Dr Pete Irvine : Les responsables politiques se sont donc montrés dédaigneux quant à la possibilité de la MRS. Les choses changent-elles ?
Cynthia Scharf : Hum, cette attitude a changé. Aujourd’hui, lorsque j’ai des conversations, principalement avec des responsables politiques de l’UE, mais pas exclusivement, et il s’agit de personnes haut placées, ils ont entendu parler de la MRS. Ils n’en savent pas grand-chose. Il y a de la désinformation basée sur de petits éléments d’information.
Nous pensons que notre rôle consiste à essayer de corriger ces informations erronées et d’être vraiment à l’écoute. Écouter et apprendre, et ne pas venir avec la main lourde sur les dernières données scientifiques du GIEC et débiter un tas de statistiques, car je sais par expérience que cela échappe complètement à la plupart des gens. Ainsi, lorsque je vais parler aux [00:06:00] responsables politiques, je suis vraiment à l’écoute de leurs questions. Je les cherche vraiment et leur demande s’ils ont des questions. Et je parle de choses qui dépassent le cadre de la science. Je parle des défis de gouvernance et de la façon dont cela se résume souvent à des questions très humaines de coopération. La coopération, les notions de bien et de mal, l’équité, la façon dont nous pouvons impliquer l’ensemble de la société dans des questions qui sont parfois très complexes. Que devons-nous faire pour éduquer le public ? Qu’est-ce qui pourrait lui être utile ? Je termine souvent par cette question. Que pouvons-nous faire de plus utile pour vous ?
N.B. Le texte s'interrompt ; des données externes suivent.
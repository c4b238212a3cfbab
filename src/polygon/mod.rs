//! Measurements over closed outlines.
//!
//! Outlines are stored as vertex rings without a repeated closing point.
//!
//! # Example
//!
//! ```
//! use tile_outline::polygon::{orient, polygon_signed_area, Winding};
//! use tile_outline::Point2;
//!
//! let mut square = vec![
//!     Point2::new(0.0, 0.0),
//!     Point2::new(0.0, 2.0),
//!     Point2::new(2.0, 2.0),
//!     Point2::new(2.0, 0.0),
//! ];
//! assert_eq!(Winding::of(&square), Some(Winding::Clockwise));
//!
//! orient(&mut square, Winding::CounterClockwise);
//! assert_eq!(polygon_signed_area(&square), 4.0);
//! ```

mod outline;

pub use outline::{
    bounding_box, is_closed_rectilinear, orient, polygon_area, polygon_signed_area, rotate_to_lowest, Winding,
};
//! Collinear vertex removal for closed axis-aligned outlines.
//!
//! A vertex is redundant when it shares its x coordinate with both
//! neighbours or its y coordinate with both neighbours. The outline is
//! treated as a ring, so the first and last vertices are neighbours.
//!
//! Time complexity: O(n) per pass; traced outlines settle in one or two
//! passes.

use crate::primitives::Point2;
use num_traits::Float;

/// Removes every redundant vertex from a closed outline.
///
/// The relative order of the remaining vertices is preserved and the result
/// is a fixed point: simplifying it again returns the same points. Inputs
/// with fewer than 3 points are returned unchanged. A ring whose vertices
/// all lie on one axis line collapses to fewer than 3 points.
///
/// # Example
///
/// ```
/// use tile_outline::{Point2, simplify::simplify};
///
/// // A 2x1 rectangle traced unit edge by unit edge.
/// let points = vec![
///     Point2::new(0.0, 0.0),
///     Point2::new(1.0, 0.0),
///     Point2::new(2.0, 0.0),
///     Point2::new(2.0, 1.0),
///     Point2::new(1.0, 1.0),
///     Point2::new(0.0, 1.0),
/// ];
///
/// let simplified = simplify(&points);
/// assert_eq!(simplified.len(), 4);
/// assert_eq!(simplify(&simplified), simplified);
/// ```
pub fn simplify<F: Float>(points: &[Point2<F>]) -> Vec<Point2<F>> {
    simplify_indices(points)
        .into_iter()
        .map(|i| points[i])
        .collect()
}

/// Returns the indices of the vertices [`simplify`] keeps, in ascending
/// order.
pub fn simplify_indices<F: Float>(points: &[Point2<F>]) -> Vec<usize> {
    let mut kept: Vec<usize> = (0..points.len()).collect();
    if kept.len() < 3 {
        return kept;
    }

    loop {
        let n = kept.len();
        if n < 3 {
            break;
        }

        let next: Vec<usize> = (0..n)
            .filter(|&k| {
                let prev = points[kept[(k + n - 1) % n]];
                let curr = points[kept[k]];
                let next = points[kept[(k + 1) % n]];
                !is_redundant(prev, curr, next)
            })
            .map(|k| kept[k])
            .collect();

        if next.len() == n {
            break;
        }
        kept = next;
    }

    kept
}

#[inline]
fn is_redundant<F: Float>(prev: Point2<F>, curr: Point2<F>, next: Point2<F>) -> bool {
    (prev.x == curr.x && curr.x == next.x) || (prev.y == curr.y && curr.y == next.y)
}

#[cfg(test)]
mod tests {
    use super::*;
    use approx::assert_relative_eq;

    fn pts(coords: &[(f64, f64)]) -> Vec<Point2<f64>> {
        coords.iter().map(|&(x, y)| Point2::new(x, y)).collect()
    }

    #[test]
    fn test_simplify_empty() {
        let points: Vec<Point2<f64>> = vec![];
        assert!(simplify(&points).is_empty());
    }

    #[test]
    fn test_short_input_unchanged() {
        let points = pts(&[(0.0, 0.0), (1.0, 0.0)]);
        assert_eq!(simplify(&points), points);
    }

    #[test]
    fn test_square_already_minimal() {
        let points = pts(&[(0.0, 0.0), (1.0, 0.0), (1.0, 1.0), (0.0, 1.0)]);
        assert_eq!(simplify_indices(&points), vec![0, 1, 2, 3]);
    }

    #[test]
    fn test_removes_edge_midpoints() {
        // 3x3 square traced along unit edges.
        let points = pts(&[
            (1.0, 3.0),
            (2.0, 3.0),
            (3.0, 3.0),
            (3.0, 2.0),
            (3.0, 1.0),
            (3.0, 0.0),
            (2.0, 0.0),
            (1.0, 0.0),
            (0.0, 0.0),
            (0.0, 1.0),
            (0.0, 2.0),
            (0.0, 3.0),
        ]);
        let simplified = simplify(&points);
        assert_eq!(
            simplified,
            pts(&[(3.0, 3.0), (3.0, 0.0), (0.0, 0.0), (0.0, 3.0)])
        );
    }

    #[test]
    fn test_wraparound_vertex_removed() {
        // The first vertex sits mid-edge between the last and the second.
        let points = pts(&[(1.0, 0.0), (2.0, 0.0), (2.0, 1.0), (0.0, 1.0), (0.0, 0.0)]);
        assert_eq!(simplify_indices(&points), vec![1, 2, 3, 4]);
    }

    #[test]
    fn test_idempotent_on_l_shape() {
        let points = pts(&[
            (2.0, 2.0),
            (2.0, 1.0),
            (2.0, 0.0),
            (1.0, 0.0),
            (0.0, 0.0),
            (0.0, 1.0),
            (1.0, 1.0),
            (1.0, 2.0),
        ]);
        let once = simplify(&points);
        assert_eq!(once.len(), 6);
        assert_eq!(simplify(&once), once);
    }

    #[test]
    fn test_flat_ring_collapses() {
        let points = pts(&[(0.0, 0.0), (1.0, 0.0), (2.0, 0.0)]);
        assert!(simplify(&points).len() < 3);
    }

    #[test]
    fn test_diagonal_points_kept() {
        let points = pts(&[(0.0, 0.0), (1.0, 1.0), (2.0, 2.0), (0.0, 2.0)]);
        let simplified = simplify(&points);
        assert_eq!(simplified.len(), 4);
        assert_relative_eq!(simplified[1].x, 1.0);
    }
}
Et cela, je le pense, aide à briser la tension et l’anxiété qui règnent dans la salle. Et j’explique souvent pourquoi j’ai abordé ce problème en premier lieu, et comment j’y suis arrivée parce que j’avais très peur. Cette réaction est tout à fait normale et, en fait, [00:07:00] comme l’ont dit de nombreux chercheurs en MRS, si vous n’avez pas peur, c’est peut-être que vous n’êtes pas en train d’écouter. Nous devons avoir cette conversation, mais c’est une conversation effrayante. Hum, et c’est effrayant à cause de ce que cela implique pour l’utilisation d’un tel outil et de ce que cela implique si nous ne l’utilisons pas. Et c’est peut-être même l’aspect le plus effrayant de tout cela, c’est tout le sous-contexte selon lequel nous nous dirigeons vers un monde qui dépasse de 100 % les objectifs de l’Accord de Paris. Cela place donc les choses dans un contexte très utile.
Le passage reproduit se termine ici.